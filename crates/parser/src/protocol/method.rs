//! HTTP request method codes.
//!
//! Every method the parser recognises has a stable small-integer code. The
//! order of the table is fixed, so codes can be stored or compared without
//! depending on the string form.

use std::fmt;

/// Returned by [`method_str`] when no method has been recognised.
pub const UNKNOWN_METHOD: &str = "<unknown>";

macro_rules! http_methods {
    ($($variant:ident = $code:literal => $token:literal,)+) => {
        /// A request method recognised by the parser, encoded as a stable `u8` code.
        #[derive(Debug, Clone, Copy, PartialEq, Eq, Hash)]
        #[repr(u8)]
        pub enum HttpMethod {
            $(
                #[doc = concat!("`", $token, "`")]
                $variant = $code,
            )+
        }

        const METHODS: &[HttpMethod] = &[$(HttpMethod::$variant,)+];

        impl HttpMethod {
            /// Returns the canonical upper-case token, e.g. `"GET"`.
            #[must_use]
            pub const fn as_str(self) -> &'static str {
                match self {
                    $(HttpMethod::$variant => $token,)+
                }
            }

            /// Looks up a method by its exact token. Matching is case-sensitive.
            #[must_use]
            pub fn from_bytes(token: &[u8]) -> Option<Self> {
                $(
                    if token == $token.as_bytes() {
                        return Some(HttpMethod::$variant);
                    }
                )+
                None
            }
        }
    };
}

http_methods! {
    Delete = 0 => "DELETE",
    Get = 1 => "GET",
    Head = 2 => "HEAD",
    Post = 3 => "POST",
    Put = 4 => "PUT",
    Connect = 5 => "CONNECT",
    Options = 6 => "OPTIONS",
    Trace = 7 => "TRACE",
    Copy = 8 => "COPY",
    Lock = 9 => "LOCK",
    Mkcol = 10 => "MKCOL",
    Move = 11 => "MOVE",
    Propfind = 12 => "PROPFIND",
    Proppatch = 13 => "PROPPATCH",
    Search = 14 => "SEARCH",
    Unlock = 15 => "UNLOCK",
    Bind = 16 => "BIND",
    Rebind = 17 => "REBIND",
    Unbind = 18 => "UNBIND",
    Acl = 19 => "ACL",
    Report = 20 => "REPORT",
    Mkactivity = 21 => "MKACTIVITY",
    Checkout = 22 => "CHECKOUT",
    Merge = 23 => "MERGE",
    MSearch = 24 => "M-SEARCH",
    Notify = 25 => "NOTIFY",
    Subscribe = 26 => "SUBSCRIBE",
    Unsubscribe = 27 => "UNSUBSCRIBE",
    Patch = 28 => "PATCH",
    Purge = 29 => "PURGE",
    Mkcalendar = 30 => "MKCALENDAR",
    Link = 31 => "LINK",
    Unlink = 32 => "UNLINK",
    Source = 33 => "SOURCE",
}

impl HttpMethod {
    /// Every recognised method, ordered by code.
    pub const ALL: &'static [HttpMethod] = METHODS;

    /// Returns the stable numeric code of this method.
    #[inline]
    #[must_use]
    pub const fn code(self) -> u8 {
        self as u8
    }

    /// Looks up a method by its numeric code.
    #[must_use]
    pub fn from_code(code: u8) -> Option<Self> {
        METHODS.get(usize::from(code)).copied()
    }

    /// Whether a request with this method tunnels the connection after its head.
    #[inline]
    #[must_use]
    pub fn is_connect(self) -> bool {
        self == HttpMethod::Connect
    }
}

/// Maps an optional method to its token, or [`UNKNOWN_METHOD`].
#[inline]
#[must_use]
pub fn method_str(method: Option<HttpMethod>) -> &'static str {
    method.map_or(UNKNOWN_METHOD, HttpMethod::as_str)
}

impl fmt::Display for HttpMethod {
    fn fmt(&self, f: &mut fmt::Formatter<'_>) -> fmt::Result {
        f.write_str(self.as_str())
    }
}

impl From<HttpMethod> for http::Method {
    fn from(method: HttpMethod) -> Self {
        match method {
            HttpMethod::Delete => http::Method::DELETE,
            HttpMethod::Get => http::Method::GET,
            HttpMethod::Head => http::Method::HEAD,
            HttpMethod::Post => http::Method::POST,
            HttpMethod::Put => http::Method::PUT,
            HttpMethod::Connect => http::Method::CONNECT,
            HttpMethod::Options => http::Method::OPTIONS,
            HttpMethod::Trace => http::Method::TRACE,
            HttpMethod::Patch => http::Method::PATCH,
            // every token in the table is a valid RFC 9110 token
            other => http::Method::from_bytes(other.as_str().as_bytes()).unwrap_or_default(),
        }
    }
}
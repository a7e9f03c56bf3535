//! Parser configuration.
//!
//! # Example
//!
//! ```
//! use micro_http_parser::config::ParserConfig;
//! use micro_http_parser::protocol::ParserKind;
//!
//! let config = ParserConfig::response().with_max_headers(32).with_max_header_bytes(4 * 1024);
//! assert_eq!(config.kind(), ParserKind::Response);
//! assert_eq!(config.max_headers(), 32);
//! ```

use crate::protocol::ParserKind;

/// Default maximum number of header fields in one message head
pub const DEFAULT_MAX_HEADERS: usize = 64;

/// Default maximum size in bytes of one message head
pub const DEFAULT_MAX_HEADER_BYTES: usize = 8 * 1024;

/// Message kind and head limits of an [`HttpParser`](crate::parser::HttpParser).
#[derive(Debug, Clone, Copy, PartialEq, Eq)]
pub struct ParserConfig {
    kind: ParserKind,
    max_headers: usize,
    max_header_bytes: usize,
}

impl ParserConfig {
    pub fn new(kind: ParserKind) -> Self {
        Self { kind, max_headers: DEFAULT_MAX_HEADERS, max_header_bytes: DEFAULT_MAX_HEADER_BYTES }
    }

    pub fn request() -> Self {
        Self::new(ParserKind::Request)
    }

    pub fn response() -> Self {
        Self::new(ParserKind::Response)
    }

    /// Heads with more header fields fail with `HPE_HEADER_OVERFLOW`.
    #[must_use]
    pub fn with_max_headers(mut self, max_headers: usize) -> Self {
        self.max_headers = max_headers;
        self
    }

    /// Heads larger than this many bytes fail with `HPE_HEADER_OVERFLOW`.
    #[must_use]
    pub fn with_max_header_bytes(mut self, max_header_bytes: usize) -> Self {
        self.max_header_bytes = max_header_bytes;
        self
    }

    pub fn kind(&self) -> ParserKind {
        self.kind
    }

    pub fn max_headers(&self) -> usize {
        self.max_headers
    }

    pub fn max_header_bytes(&self) -> usize {
        self.max_header_bytes
    }
}

impl Default for ParserConfig {
    fn default() -> Self {
        Self::request()
    }
}
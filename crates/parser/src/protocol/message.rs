use bytes::Bytes;

/// An item produced while decoding a message: its head, or a piece of its payload.
///
/// The generic parameter `T` is the head type, typically `(MessageHead, PayloadSize)`.
#[derive(Debug)]
pub enum Message<T> {
    /// The decoded message head
    Header(T),
    /// A chunk of payload data or the EOF marker
    Payload(PayloadItem),
}

/// Represents an item in the HTTP message payload stream.
///
/// This enum is used by the payload decoder to produce either data chunks
/// or signal the end of the payload stream (EOF).
#[derive(Debug, Clone, PartialEq, Eq)]
pub enum PayloadItem {
    /// A chunk of payload data
    Chunk(Bytes),
    /// Marks the end of the payload stream
    Eof,
}

/// Represents how the payload of a message is delimited.
#[derive(Debug, Copy, Clone, PartialEq, Eq)]
pub enum PayloadSize {
    /// Payload with known length in bytes
    Length(u64),
    /// Payload using chunked transfer encoding
    Chunked,
    /// Payload runs until the peer closes the connection, responses only
    UntilClose,
    /// Empty payload (no body)
    Empty,
}

impl PayloadSize {
    /// Returns true if the payload uses chunked transfer encoding
    #[inline]
    pub fn is_chunked(&self) -> bool {
        matches!(self, PayloadSize::Chunked)
    }

    /// Returns true if the payload is empty
    #[inline]
    pub fn is_empty(&self) -> bool {
        matches!(self, PayloadSize::Empty)
    }

    /// Returns true if the payload is only terminated by the end of the stream
    #[inline]
    pub fn is_until_close(&self) -> bool {
        matches!(self, PayloadSize::UntilClose)
    }

    /// Returns the declared length, if the payload is length delimited
    #[inline]
    pub fn length(&self) -> Option<u64> {
        match self {
            PayloadSize::Length(length) => Some(*length),
            _ => None,
        }
    }
}

impl<T> Message<T> {
    /// Returns true if this message contains payload data
    #[inline]
    pub fn is_payload(&self) -> bool {
        matches!(self, Message::Payload(_))
    }

    /// Returns true if this message contains header information
    #[inline]
    pub fn is_header(&self) -> bool {
        matches!(self, Message::Header(_))
    }

    /// Converts the message into a PayloadItem if it contains payload data
    ///
    /// Returns None if the message contains header information
    pub fn into_payload_item(self) -> Option<PayloadItem> {
        match self {
            Message::Header(_) => None,
            Message::Payload(payload_item) => Some(payload_item),
        }
    }
}

impl PayloadItem {
    /// Returns true if this item represents the end of the payload stream
    #[inline]
    pub fn is_eof(&self) -> bool {
        matches!(self, PayloadItem::Eof)
    }

    /// Returns true if this item contains chunk data
    #[inline]
    pub fn is_chunk(&self) -> bool {
        matches!(self, PayloadItem::Chunk(_))
    }

    /// Returns a reference to the contained bytes if this is a Chunk
    pub fn as_bytes(&self) -> Option<&Bytes> {
        match self {
            PayloadItem::Chunk(bytes) => Some(bytes),
            PayloadItem::Eof => None,
        }
    }
}
//! An incremental HTTP/1.x message parser with read-only state accessors
//!
//! This crate parses requests or responses from input that arrives in
//! arbitrary pieces. The heavy lifting is done by `httparse` and a set of
//! `tokio-util` decoders; on top of them [`HttpParser`](parser::HttpParser)
//! reports each piece of a message through callbacks and records what it has
//! decoded so far in a [`ParserState`](protocol::ParserState).
//!
//! Readers of that state go through [`ParserStateView`](protocol::ParserStateView),
//! four pure accessors returning `'static` strings or plain integers:
//!
//! - the method name, `"<unknown>"` until a request method is known
//! - the error name, `"HPE_OK"` while no error occurred
//! - the error description, `"success"` while no error occurred
//! - the status code, `0` until a status line is parsed
//!
//! # Example
//!
//! ```
//! use micro_http_parser::parser::{HttpParser, ParsedMessage};
//! use micro_http_parser::protocol::{get_error_description, get_error_name, get_method_name, get_status_code};
//!
//! let mut message = ParsedMessage::default();
//! let mut parser = HttpParser::request();
//!
//! parser.execute(&mut message, b"GET /hello HTTP/1.1\r\nHost: localhost\r\n\r\n");
//!
//! assert_eq!(get_method_name(&parser), "GET");
//! assert_eq!(get_error_name(&parser), "HPE_OK");
//! assert_eq!(get_error_description(&parser), "success");
//! assert_eq!(get_status_code(&parser), 0);
//! assert_eq!(message.url(), Some("/hello"));
//!
//! parser.execute(&mut message, b"GET / HTTP/1.1\r\n\r\n");
//! parser.execute(&mut message, b"\x01");
//! assert_eq!(get_error_name(&parser), "HPE_INVALID_METHOD");
//! ```
//!
//! # Modules
//!
//! - [`protocol`]: code tables, parser state, accessors, message types and errors
//! - [`parser`]: the incremental driver and its callbacks
//! - [`codec`]: `tokio-util` decoders for heads, payloads and whole requests
//! - [`config`]: message kind and head limits

pub mod codec;
pub mod config;
pub mod parser;
pub mod protocol;

mod utils;
pub(crate) use utils::ensure;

▬▬▬

Set down precisely the lines above between the line holding "read-only state accessors" and the line holding "what it has", inclusive, and nothing beyond them.

//! An incremental HTTP/1.x message parser with read-only state accessors
//!
//! This crate parses requests or responses from input that arrives in
//! arbitrary pieces. The heavy lifting is done by `httparse` and a set of
//! `tokio-util` decoders; on top of them [`HttpParser`](parser::HttpParser)
//! reports each piece of a message through callbacks and records what it has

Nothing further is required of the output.